Direcção-Regional de Cultura abriu concurso para a recuperação do órgão de tubos da Sé da Guarda

A Direcção-Regional de Cultura do Centro abriu concurso para a recuperação do órgão de tubos da Sé Catedral da Guarda, pelo valor de 500 mil euros. O prazo de apresentação de candidaturas decorre até ao 30º dia após a publicação em Diário da República, que ocorreu na passada Sexta-feira.

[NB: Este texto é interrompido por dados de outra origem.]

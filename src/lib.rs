pub mod config;
pub mod error;
pub mod metrics;
pub mod node;
pub mod persistence;
pub mod protocol;
pub mod scheduler;
pub mod server;
pub mod shutdown;

pub use error::{GearmanError, Result};
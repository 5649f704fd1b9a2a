use std::sync::atomic::{AtomicU64, Ordering};

/// Issues `{hostname}:{counter}` job handles, counting up from 1.
#[derive(Debug)]
pub struct JobHandleFactory {
    hostname: String,
    counter: AtomicU64,
}

impl JobHandleFactory {
    pub fn new(hostname: impl Into<String>) -> Self {
        Self {
            hostname: hostname.into(),
            counter: AtomicU64::new(0),
        }
    }

    pub fn hostname(&self) -> &str {
        &self.hostname
    }

    pub fn next_handle(&self) -> String {
        let n = self.counter.fetch_add(1, Ordering::Relaxed) + 1;
        format!("{}:{}", self.hostname, n)
    }
}

#[cfg(test)]
mod tests {
    use super::*;

    #[test]
    fn handles_are_sequential() {
        let factory = JobHandleFactory::new("broker-1");
        assert_eq!(factory.next_handle(), "broker-1:1");
        assert_eq!(factory.next_handle(), "broker-1:2");
    }
}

Recorde-se que a decisão de se reconstruir o antigo órgão foi revelada no dia 21 de Dezembro de 2018 pelo então presidente da Câmara da Guarda, Álvaro Amaro, na reunião do executivo municipal. O então autarca explicou nessa ocasião que já tinha telefonado ao Bispo da Guarda D. Manuel Felício a dar-lhe conta da decisão. Álvaro Amaro acrescentou que a candidatura aos fundos comunitários ainda deveria ser apresentada até ao final desse ano, o que não veio a acontecer.

O então autarca lembrou que o Município da Guarda tinha abdicado de quase 400 mil euros previstos no Pacto de Desenvolvimento e Coesão Territorial da Comunidade Intermunicipal das Beiras e Serra da Estrela para a aquisição do órgão da Sé e explicou que a ideia era incorporar as peças do antigo órgão que se encontram depositadas no Seminário da Guarda.

«Desde há mais de dois séculos que a Sé Catedral da Guarda não dispõe do seu órgão de tubos, sendo a única Sé Catedral do país onde isso acontece», relembrou o deputado Santinho Pacheco, numa pergunta dirigida ao Governo em Março do ano passado. No documento relata que em 2009 foi encomendado um projecto de um órgão novo ao especialista Gerhard Grenzing, mas «esse projecto nunca se concretizou». «Eis quando, em Julho de 2015, durante a assinatura do protocolo entre a Câmara da Guarda e a Direcção Regional de Cultura do Centro, o presidente da Câmara [Álvaro Amaro, PSD] anunciou que no plano de Investimentos da Comunidade Intermunicipal das Beiras e Serra da Estrela estava prevista a verba de 400 mil euros para comprar um órgão de tubos para a Sé da Guarda, o que ainda não aconteceu», descreve.

Segundo Santinho Pacheco, em finais de 2018 o autarca tornou público que iria ser apresentada uma candidatura a fundos comunitários para que o antigo órgão de tubos pudesse ser restaurado. A 7 de Março, prossegue, a Diocese da Guarda «revela que não há nada para restaurar, não há um único tubo do antigo órgão da Sé» e que «apenas existem alguns detalhes da talha dourada ornamental». «A Diocese estranha mesmo que a Direcção Regional de Cultura do Centro tenha ordenado a substituição do projecto de um órgão novo, que tinha já assegurado o financiamento comunitário, pelo restauro do que existiu, cujos vestígios há muito desapareceram», conclui.